The road infrastructure of the irradiated area is being upgraded and the fields are full of workers who are stripping off the soil. Everywhere, there are dumps full of back bags of soil and biomass, low-level radioactive waste. One looks at the landscape, perhaps bright green in summer, or golden-russet in autumn, and it looks so peaceful and innocent. However, the level of radioactivity varies widely, from negligible to three times the permissible limit. There are 'hot-spots', small and large. In Iitate the town is open for business and its buildings are shiny with newness, but only 10% of the population has returned, mostly elderly people. Radiation levels in Iiatate are low: in the local noodle restaurant only 2% of the permitted maximum, but translocation means that the situation is unreliable. Forests cannot be decontaminated without razing them. Radioactive leaves blow across and settle on the decontaminated fields.
Down the road in the interdicted area there is a plant where contaminated soil is being mixed with uncontaminated soil and spread on the land so that a variety of plants can be grown in it. This is an interesting experiment with careful control and monitoring of the processes involved (even rainwater is collected from the roof of the plant and tested for contamination). However, the workers need 40 minutes to deal with one cubic metre of soil. Unless the final process is heavily automated it will be a Sisyphean task. Meanwhile, the problem of what to do with hundreds of thousands of bags of radioactive soil and biomass seems insoluble.
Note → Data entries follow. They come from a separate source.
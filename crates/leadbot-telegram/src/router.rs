//! Inbound event dispatch.
//!
//! Text messages are tried in order: `/` command, menu label, note capture.
//! Anything else is ordinary chat and ignored. Button presses are acknowledged
//! first and then decoded into a [`LeadAction`].
//!
//! Every event is handled to completion without returning an error: store
//! failures are reported to the chat, transport failures are logged, and
//! malformed payloads are dropped.

use std::sync::Arc;
use std::time::Duration;

use leadbot_models::LeadId;
use leadbot_persistence::{LeadStore, StoreError};
use teloxide::utils::command::BotCommands;
use tracing::{debug, error, warn};

use crate::callback::LeadAction;
use crate::card::CardRenderer;
use crate::error::WorkflowError;
use crate::event::{InboundEvent, IncomingCallback, IncomingMessage};
use crate::handlers::{handle_command, handle_menu, Command};
use crate::menu::{MenuItem, UNKNOWN_COMMAND_TEXT};
use crate::notes::{extract_lead_id, is_note_prompt, prompt_text, OperatorKey, PendingNotes};
use crate::transport::{ChatTransport, MessageRef, ReplyMarkup};
use crate::workflow::Workflow;

/// Shown when the store fails for reasons other than a missing lead.
pub const STORE_ERROR_TEXT: &str = "❌ Ошибка базы данных, попробуйте позже";

pub fn lead_not_found_text(id: LeadId) -> String {
    format!("❌ Заявка #{id} не найдена")
}

/// Routes chat events to command handlers and the workflow.
pub struct LeadRouter {
    workflow: Workflow,
    pending: PendingNotes,
    bot_username: Option<String>,
}

impl LeadRouter {
    pub fn new(
        store: Arc<dyn LeadStore>,
        transport: Arc<dyn ChatTransport>,
        renderer: CardRenderer,
        note_ttl: Duration,
    ) -> Self {
        Self {
            workflow: Workflow::new(store, transport, renderer),
            pending: PendingNotes::new(note_ttl),
            bot_username: None,
        }
    }

    /// Username used to accept `/cmd@username` in group chats.
    pub fn with_bot_username(mut self, username: Option<String>) -> Self {
        self.bot_username = username;
        self
    }

    pub fn workflow(&self) -> &Workflow {
        &self.workflow
    }

    pub fn pending_notes(&self) -> &PendingNotes {
        &self.pending
    }

    fn transport(&self) -> &Arc<dyn ChatTransport> {
        self.workflow.transport()
    }

    pub async fn handle(&self, event: InboundEvent) {
        match event {
            InboundEvent::Message(message) => self.handle_message(message).await,
            InboundEvent::Callback(callback) => self.handle_callback(callback).await,
        }
    }

    async fn handle_message(&self, message: IncomingMessage) {
        let chat_id = message.chat_id;
        let result = if message.text.trim_start().starts_with('/') {
            self.dispatch_command(&message).await
        } else if let Some(item) = MenuItem::from_label(&message.text) {
            handle_menu(&self.workflow, chat_id, item).await
        } else {
            self.capture_note(&message).await
        };

        if let Err(e) = result {
            self.report(Some(chat_id), &e).await;
        }
    }

    async fn dispatch_command(&self, message: &IncomingMessage) -> Result<(), WorkflowError> {
        let username = self.bot_username.as_deref().unwrap_or_default();
        match Command::parse(message.text.trim(), username) {
            Ok(command) => handle_command(&self.workflow, message.chat_id, command).await,
            Err(e) => {
                debug!(chat_id = message.chat_id, error = %e, "Unrecognized command");
                self.transport()
                    .send_message(message.chat_id, UNKNOWN_COMMAND_TEXT, None)
                    .await?;
                Ok(())
            }
        }
    }

    /// Binds free text to a lead awaiting a note.
    ///
    /// A reply to a note prompt wins over the pending map. A reply to a prompt
    /// without a recognizable id is dropped. Either way the operator's pending
    /// entry is consumed.
    async fn capture_note(&self, message: &IncomingMessage) -> Result<(), WorkflowError> {
        let key = message.sender_id.map(|user_id| OperatorKey {
            chat_id: message.chat_id,
            user_id,
        });

        let target = match message.reply_to_text.as_deref().filter(|t| is_note_prompt(t)) {
            Some(prompt) => {
                if let Some(key) = key {
                    self.pending.forget(key).await;
                }
                let id = extract_lead_id(prompt);
                if id.is_none() {
                    debug!(chat_id = message.chat_id, "Note prompt reply without lead id");
                }
                id
            }
            None => match key {
                Some(key) => self.pending.take(key).await,
                None => None,
            },
        };

        let Some(id) = target else {
            return Ok(());
        };
        let text = message.text.trim();
        if text.is_empty() {
            return Ok(());
        }
        self.workflow.save_note(message.chat_id, id, text).await?;
        Ok(())
    }

    async fn handle_callback(&self, callback: IncomingCallback) {
        // Acknowledge before any business logic; the outcome must not depend on it.
        if let Err(e) = self.transport().answer_callback(&callback.query_id).await {
            debug!(query_id = %callback.query_id, error = %e, "Callback acknowledgement failed");
        }

        let Some(data) = callback.data.as_deref() else {
            debug!(query_id = %callback.query_id, "Callback without data");
            return;
        };
        let action = match LeadAction::decode(data) {
            Ok(action) => action,
            Err(e) => {
                debug!(data, error = %e, "Ignoring malformed callback payload");
                return;
            }
        };

        let origin = callback.message;
        let result = match action {
            LeadAction::SetStatus { id, status } => self
                .workflow
                .apply_transition(origin, id, status)
                .await
                .map(|_| ()),
            LeadAction::Delete { id } => self.workflow.delete(origin, id).await,
            LeadAction::AddNote { id } => self.prompt_note(origin, callback.sender_id, id).await,
        };

        if let Err(e) = result {
            self.report(origin.map(|m| m.chat_id), &e).await;
        }
    }

    /// Asks the operator for a note and remembers the prompt.
    async fn prompt_note(&self, origin: Option<MessageRef>, user_id: u64, id: LeadId) -> Result<(), WorkflowError> {
        let Some(chat_id) = origin.map(|m| m.chat_id) else {
            debug!(lead_id = %id, "Note requested from an inaccessible message");
            return Ok(());
        };
        if self.workflow.store().find_by_id(id).await?.is_none() {
            return Err(StoreError::NotFound(id).into());
        }

        self.transport()
            .send_message(chat_id, &prompt_text(id), Some(ReplyMarkup::ForceReply))
            .await?;
        self.pending.remember(OperatorKey { chat_id, user_id }, id).await;
        Ok(())
    }

    /// Tells the chat about store failures; transport failures are only logged.
    async fn report(&self, chat_id: Option<i64>, err: &WorkflowError) {
        let text = match err {
            WorkflowError::Store(StoreError::NotFound(id)) => {
                debug!(lead_id = %id, "Lead not found");
                lead_not_found_text(*id)
            }
            WorkflowError::Store(e) => {
                error!(error = %e, "Store operation failed");
                STORE_ERROR_TEXT.to_string()
            }
            WorkflowError::Transport(e) => {
                warn!(error = %e, "Chat operation failed");
                return;
            }
        };

        let Some(chat_id) = chat_id else {
            return;
        };
        if let Err(e) = self.transport().send_message(chat_id, &text, None).await {
            warn!(chat_id, error = %e, "Failed to report error to chat");
        }
    }
}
In Natori, on the coast near Sendai, I met an elderly couple who were looking after 30 dementia patients in sheltered housing. They had decided to devote their lives to serving the community, in thanks for having survived the tsunami. Overlooked by the local authority they were struggling with a care burden that was making their lives intolerable, but they soldiered on with strength and fortitude, uncomplaining. We took the matter up with the local authority and pleaded that they be given more support.
The tsunami zone has been losing population for decades and the disaster could only accelerate that process. Yet, not all is lost. Artists have been irresistibly attracted to the area. Small businesses have reappeared. Tepco, the culprits of the nuclear disaster, have been talking about establishing a vineyard in the area. The Sanriku narrow-gauge railway, devastated by the tsunami, was washed out by the floods of October 2019 (which also submerged and ruined 12 brand-new Shinkansen bullet trains). However, it has been mulling over returning to service on a model akin to the Welsh tourist lines, and there is solid local support for this community asset.
In contrast to Europe, in Japan property
loses its value over time. Perhaps this is part of the philosophical concept of
the impermanence of human existence. However, there is nothing ephemeral about
the resurgence of life on the Sanriku coast after the devastating triple
disaster. We have just witnessed ten years of a most remarkable transition,
from devastation to the reestablishment of orderly life.